→ **Your assignment**
Print the lines that run from the line with "HTTP server on" to the line with "let app = server::router(Arc::new(tagger));", keeping both end lines, exactly as they appear in the entries below, and nothing else.

┌──

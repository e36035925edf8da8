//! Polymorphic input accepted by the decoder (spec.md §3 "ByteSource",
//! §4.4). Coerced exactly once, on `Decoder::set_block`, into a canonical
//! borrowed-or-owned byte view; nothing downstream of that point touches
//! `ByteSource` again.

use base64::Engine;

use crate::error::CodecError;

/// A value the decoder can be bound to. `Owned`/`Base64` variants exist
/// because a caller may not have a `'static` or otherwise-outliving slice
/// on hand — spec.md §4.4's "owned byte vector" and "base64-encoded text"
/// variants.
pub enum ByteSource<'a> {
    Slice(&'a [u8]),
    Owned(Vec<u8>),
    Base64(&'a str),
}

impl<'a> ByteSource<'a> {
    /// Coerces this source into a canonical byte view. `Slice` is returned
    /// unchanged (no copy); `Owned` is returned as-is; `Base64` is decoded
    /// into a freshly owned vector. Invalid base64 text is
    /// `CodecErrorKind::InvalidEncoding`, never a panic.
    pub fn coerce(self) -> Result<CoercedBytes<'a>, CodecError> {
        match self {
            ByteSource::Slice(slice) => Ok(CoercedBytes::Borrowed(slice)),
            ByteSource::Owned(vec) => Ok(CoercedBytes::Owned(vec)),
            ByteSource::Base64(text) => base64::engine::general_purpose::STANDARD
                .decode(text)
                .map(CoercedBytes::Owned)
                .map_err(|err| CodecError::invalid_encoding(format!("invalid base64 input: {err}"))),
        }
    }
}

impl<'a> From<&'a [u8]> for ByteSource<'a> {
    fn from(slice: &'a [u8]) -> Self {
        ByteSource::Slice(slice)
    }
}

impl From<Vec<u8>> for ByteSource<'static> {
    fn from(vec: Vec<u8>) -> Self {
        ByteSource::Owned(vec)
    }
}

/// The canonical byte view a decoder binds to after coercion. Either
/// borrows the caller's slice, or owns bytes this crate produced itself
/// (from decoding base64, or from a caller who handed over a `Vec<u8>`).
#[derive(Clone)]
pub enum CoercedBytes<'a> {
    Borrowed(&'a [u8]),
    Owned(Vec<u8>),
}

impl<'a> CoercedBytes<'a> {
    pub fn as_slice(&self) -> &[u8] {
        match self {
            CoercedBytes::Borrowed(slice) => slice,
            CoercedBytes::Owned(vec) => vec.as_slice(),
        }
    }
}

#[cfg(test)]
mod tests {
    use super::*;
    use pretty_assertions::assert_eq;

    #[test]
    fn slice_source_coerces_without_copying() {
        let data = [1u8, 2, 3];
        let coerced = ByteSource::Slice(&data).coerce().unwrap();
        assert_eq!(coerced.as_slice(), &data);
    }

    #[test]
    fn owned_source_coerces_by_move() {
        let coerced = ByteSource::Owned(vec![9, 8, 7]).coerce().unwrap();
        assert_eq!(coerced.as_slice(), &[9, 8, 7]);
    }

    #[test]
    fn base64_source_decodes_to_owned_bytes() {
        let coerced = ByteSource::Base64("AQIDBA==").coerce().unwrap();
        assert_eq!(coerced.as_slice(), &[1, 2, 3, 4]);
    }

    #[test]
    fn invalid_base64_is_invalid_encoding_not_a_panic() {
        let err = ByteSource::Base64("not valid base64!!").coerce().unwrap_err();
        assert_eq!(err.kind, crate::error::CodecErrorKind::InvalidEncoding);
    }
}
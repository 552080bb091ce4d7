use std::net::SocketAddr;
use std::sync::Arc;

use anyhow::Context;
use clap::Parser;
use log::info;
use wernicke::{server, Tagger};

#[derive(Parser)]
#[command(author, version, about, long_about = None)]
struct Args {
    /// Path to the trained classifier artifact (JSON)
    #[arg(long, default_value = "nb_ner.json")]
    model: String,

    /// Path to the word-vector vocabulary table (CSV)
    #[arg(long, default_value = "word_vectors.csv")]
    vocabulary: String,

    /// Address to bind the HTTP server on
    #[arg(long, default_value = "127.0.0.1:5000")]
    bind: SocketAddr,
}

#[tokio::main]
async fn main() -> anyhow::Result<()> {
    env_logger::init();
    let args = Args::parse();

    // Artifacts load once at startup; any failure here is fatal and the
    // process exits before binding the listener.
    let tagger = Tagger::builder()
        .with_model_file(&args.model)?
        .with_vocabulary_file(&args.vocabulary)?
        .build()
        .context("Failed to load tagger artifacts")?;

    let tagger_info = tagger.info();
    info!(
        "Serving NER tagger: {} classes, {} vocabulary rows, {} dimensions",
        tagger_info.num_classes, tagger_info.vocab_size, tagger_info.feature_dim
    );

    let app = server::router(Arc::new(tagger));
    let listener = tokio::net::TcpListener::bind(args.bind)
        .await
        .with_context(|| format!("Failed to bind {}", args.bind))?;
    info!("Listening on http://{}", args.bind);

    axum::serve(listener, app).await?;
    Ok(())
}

└──
┌──

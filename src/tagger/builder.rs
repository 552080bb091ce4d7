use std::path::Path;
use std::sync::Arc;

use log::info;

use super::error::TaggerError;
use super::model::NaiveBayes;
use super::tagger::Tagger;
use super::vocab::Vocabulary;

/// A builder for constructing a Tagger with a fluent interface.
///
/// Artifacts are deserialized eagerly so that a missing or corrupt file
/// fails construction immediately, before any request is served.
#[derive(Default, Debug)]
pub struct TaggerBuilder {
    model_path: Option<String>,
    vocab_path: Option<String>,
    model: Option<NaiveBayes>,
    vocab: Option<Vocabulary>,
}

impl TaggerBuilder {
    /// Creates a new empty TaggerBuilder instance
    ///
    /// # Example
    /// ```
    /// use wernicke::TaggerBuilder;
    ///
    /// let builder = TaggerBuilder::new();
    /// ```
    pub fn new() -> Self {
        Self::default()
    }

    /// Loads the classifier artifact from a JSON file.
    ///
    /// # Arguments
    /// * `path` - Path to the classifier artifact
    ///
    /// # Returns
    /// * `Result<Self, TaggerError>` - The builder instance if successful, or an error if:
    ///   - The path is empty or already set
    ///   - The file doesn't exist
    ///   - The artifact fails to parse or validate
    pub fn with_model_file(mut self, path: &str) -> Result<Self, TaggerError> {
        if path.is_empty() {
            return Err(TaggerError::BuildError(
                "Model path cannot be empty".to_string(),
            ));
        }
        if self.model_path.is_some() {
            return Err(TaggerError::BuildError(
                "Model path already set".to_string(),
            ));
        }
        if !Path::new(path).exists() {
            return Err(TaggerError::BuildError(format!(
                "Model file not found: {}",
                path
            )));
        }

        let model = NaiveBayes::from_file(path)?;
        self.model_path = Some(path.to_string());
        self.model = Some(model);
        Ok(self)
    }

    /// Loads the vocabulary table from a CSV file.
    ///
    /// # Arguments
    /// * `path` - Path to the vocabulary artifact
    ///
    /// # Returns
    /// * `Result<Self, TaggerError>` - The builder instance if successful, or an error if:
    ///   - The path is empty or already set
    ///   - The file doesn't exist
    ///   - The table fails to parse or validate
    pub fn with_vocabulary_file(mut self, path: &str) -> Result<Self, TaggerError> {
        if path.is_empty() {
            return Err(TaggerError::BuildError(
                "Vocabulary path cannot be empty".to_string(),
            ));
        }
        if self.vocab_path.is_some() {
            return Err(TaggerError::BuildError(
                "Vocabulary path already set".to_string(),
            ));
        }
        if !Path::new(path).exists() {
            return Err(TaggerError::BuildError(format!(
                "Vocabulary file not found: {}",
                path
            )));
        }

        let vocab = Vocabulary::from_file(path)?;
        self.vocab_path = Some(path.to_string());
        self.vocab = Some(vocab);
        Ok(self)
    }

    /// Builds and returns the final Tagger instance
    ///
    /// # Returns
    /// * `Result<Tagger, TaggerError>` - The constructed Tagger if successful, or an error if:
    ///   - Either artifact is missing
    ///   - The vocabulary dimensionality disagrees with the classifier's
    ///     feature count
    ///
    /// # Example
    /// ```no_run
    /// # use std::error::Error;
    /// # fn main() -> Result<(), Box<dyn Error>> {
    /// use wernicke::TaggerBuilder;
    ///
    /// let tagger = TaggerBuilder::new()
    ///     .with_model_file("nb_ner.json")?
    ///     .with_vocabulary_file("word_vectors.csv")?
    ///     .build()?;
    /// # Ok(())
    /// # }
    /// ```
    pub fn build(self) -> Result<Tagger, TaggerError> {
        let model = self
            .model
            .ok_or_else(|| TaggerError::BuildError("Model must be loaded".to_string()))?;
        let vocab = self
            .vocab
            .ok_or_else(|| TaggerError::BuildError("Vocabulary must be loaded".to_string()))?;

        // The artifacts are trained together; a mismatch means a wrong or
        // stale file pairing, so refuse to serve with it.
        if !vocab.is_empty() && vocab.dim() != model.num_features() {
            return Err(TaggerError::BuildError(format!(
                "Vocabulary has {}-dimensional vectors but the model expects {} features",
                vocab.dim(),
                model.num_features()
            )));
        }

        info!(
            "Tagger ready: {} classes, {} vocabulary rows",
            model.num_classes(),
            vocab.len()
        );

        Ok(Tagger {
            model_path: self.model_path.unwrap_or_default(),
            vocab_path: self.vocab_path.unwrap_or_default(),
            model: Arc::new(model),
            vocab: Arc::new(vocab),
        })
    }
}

└──
┌──

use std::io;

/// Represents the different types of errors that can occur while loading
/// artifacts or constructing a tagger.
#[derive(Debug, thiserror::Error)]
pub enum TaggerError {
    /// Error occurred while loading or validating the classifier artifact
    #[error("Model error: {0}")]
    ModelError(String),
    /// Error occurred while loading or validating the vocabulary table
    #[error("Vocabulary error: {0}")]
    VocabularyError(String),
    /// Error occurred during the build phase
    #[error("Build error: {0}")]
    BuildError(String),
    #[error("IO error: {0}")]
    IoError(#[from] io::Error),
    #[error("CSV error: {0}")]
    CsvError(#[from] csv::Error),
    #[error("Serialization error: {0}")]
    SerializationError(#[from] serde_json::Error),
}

└──

→ **Answer box**
    /// Address to bind the HTTP server on
    #[arg(long, default_value = "127.0.0.1:5000")]
    bind: SocketAddr,
}

#[tokio::main]
async fn main() -> anyhow::Result<()> {
    env_logger::init();
    let args = Args::parse();

    // Artifacts load once at startup; any failure here is fatal and the
    // process exits before binding the listener.
    let tagger = Tagger::builder()
        .with_model_file(&args.model)?
        .with_vocabulary_file(&args.vocabulary)?
        .build()
        .context("Failed to load tagger artifacts")?;

    let tagger_info = tagger.info();
    info!(
        "Serving NER tagger: {} classes, {} vocabulary rows, {} dimensions",
        tagger_info.num_classes, tagger_info.vocab_size, tagger_info.feature_dim
    );

    let app = server::router(Arc::new(tagger));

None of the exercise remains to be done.